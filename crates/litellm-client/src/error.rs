use litellm_core::ValidationError;
use thiserror::Error;

/// Errors raised while configuring the client or talking to the proxy.
#[derive(Error, Debug)]
pub enum ClientError {
    #[error("configuration error: {0}")]
    Configuration(String),

    #[error(transparent)]
    Validation(#[from] ValidationError),

    #[error("transport error: {0}")]
    Transport(String),

    #[error("token endpoint returned status {status}")]
    AuthEndpoint { status: u16 },

    #[error("token attribute '{attribute}' not found in token endpoint response")]
    MissingTokenAttribute { attribute: String },

    #[error("failed to build request: {0}")]
    RequestConstruction(String),

    #[error("{operation} failed with status {status}: {message}")]
    ApiRequest {
        operation: String,
        status: u16,
        message: String,
    },

    #[error("failed to decode response: {0}")]
    Decode(String),
}

impl ClientError {
    /// Status code carried by the error, if it came from an HTTP response.
    pub fn status(&self) -> Option<u16> {
        match self {
            ClientError::AuthEndpoint { status } | ClientError::ApiRequest { status, .. } => {
                Some(*status)
            }
            _ => None,
        }
    }
}

impl From<reqwest::Error> for ClientError {
    fn from(e: reqwest::Error) -> Self {
        ClientError::Transport(e.to_string())
    }
}

pub type Result<T> = std::result::Result<T, ClientError>;
//! Authenticated HTTP client for the LiteLLM proxy.
//!
//! Configuration resolves to exactly one credential: a static API token or a
//! token obtained from a JWT identity endpoint. All requests go through an
//! injected [`HttpTransport`].

pub mod auth;
pub mod client;
pub mod config;
pub mod error;
pub mod transport;

pub use auth::{exchange_token, resolve_auth_method, AuthMethod, JwtAuth};
pub use client::LitellmClient;
pub use config::{Credentials, ProviderConfig};
pub use error::{ClientError, Result};
pub use transport::{HttpRequest, HttpResponse, HttpTransport, ReqwestTransport};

——————————

- [TASK ITEM] Set down the full listing once more, exactly as written.

- [EXERCISE OUTPUT]
filename crates/litellm-client/src/error.rs
use litellm_core::ValidationError;
use thiserror::Error;

/// Errors raised while configuring the client or talking to the proxy.
#[derive(Error, Debug)]
pub enum ClientError {
    #[error("configuration error: {0}")]
    Configuration(String),

    #[error(transparent)]
    Validation(#[from] ValidationError),

    #[error("transport error: {0}")]
    Transport(String),

    #[error("token endpoint returned status {status}")]
    AuthEndpoint { status: u16 },

    #[error("token attribute '{attribute}' not found in token endpoint response")]
    MissingTokenAttribute { attribute: String },

    #[error("failed to build request: {0}")]
    RequestConstruction(String),

    #[error("{operation} failed with status {status}: {message}")]
    ApiRequest {
        operation: String,
        status: u16,
        message: String,
    },

    #[error("failed to decode response: {0}")]
    Decode(String),
}

impl ClientError {
    /// Status code carried by the error, if it came from an HTTP response.
    pub fn status(&self) -> Option<u16> {
        match self {
            ClientError::AuthEndpoint { status } | ClientError::ApiRequest { status, .. } => {
                Some(*status)
            }
            _ => None,
        }
    }
}

impl From<reqwest::Error> for ClientError {
    fn from(e: reqwest::Error) -> Self {
        ClientError::Transport(e.to_string())
    }
}

pub type Result<T> = std::result::Result<T, ClientError>;
//! Authenticated HTTP client for the LiteLLM proxy.
//!
//! Configuration resolves to exactly one credential: a static API token or a
//! token obtained from a JWT identity endpoint. All requests go through an
//! injected [`HttpTransport`].

pub mod auth;
pub mod client;
pub mod config;
pub mod error;
pub mod transport;

pub use auth::{exchange_token, resolve_auth_method, AuthMethod, JwtAuth};
pub use client::LitellmClient;
pub use config::{Credentials, ProviderConfig};
pub use error::{ClientError, Result};
pub use transport::{HttpRequest, HttpResponse, HttpTransport, ReqwestTransport};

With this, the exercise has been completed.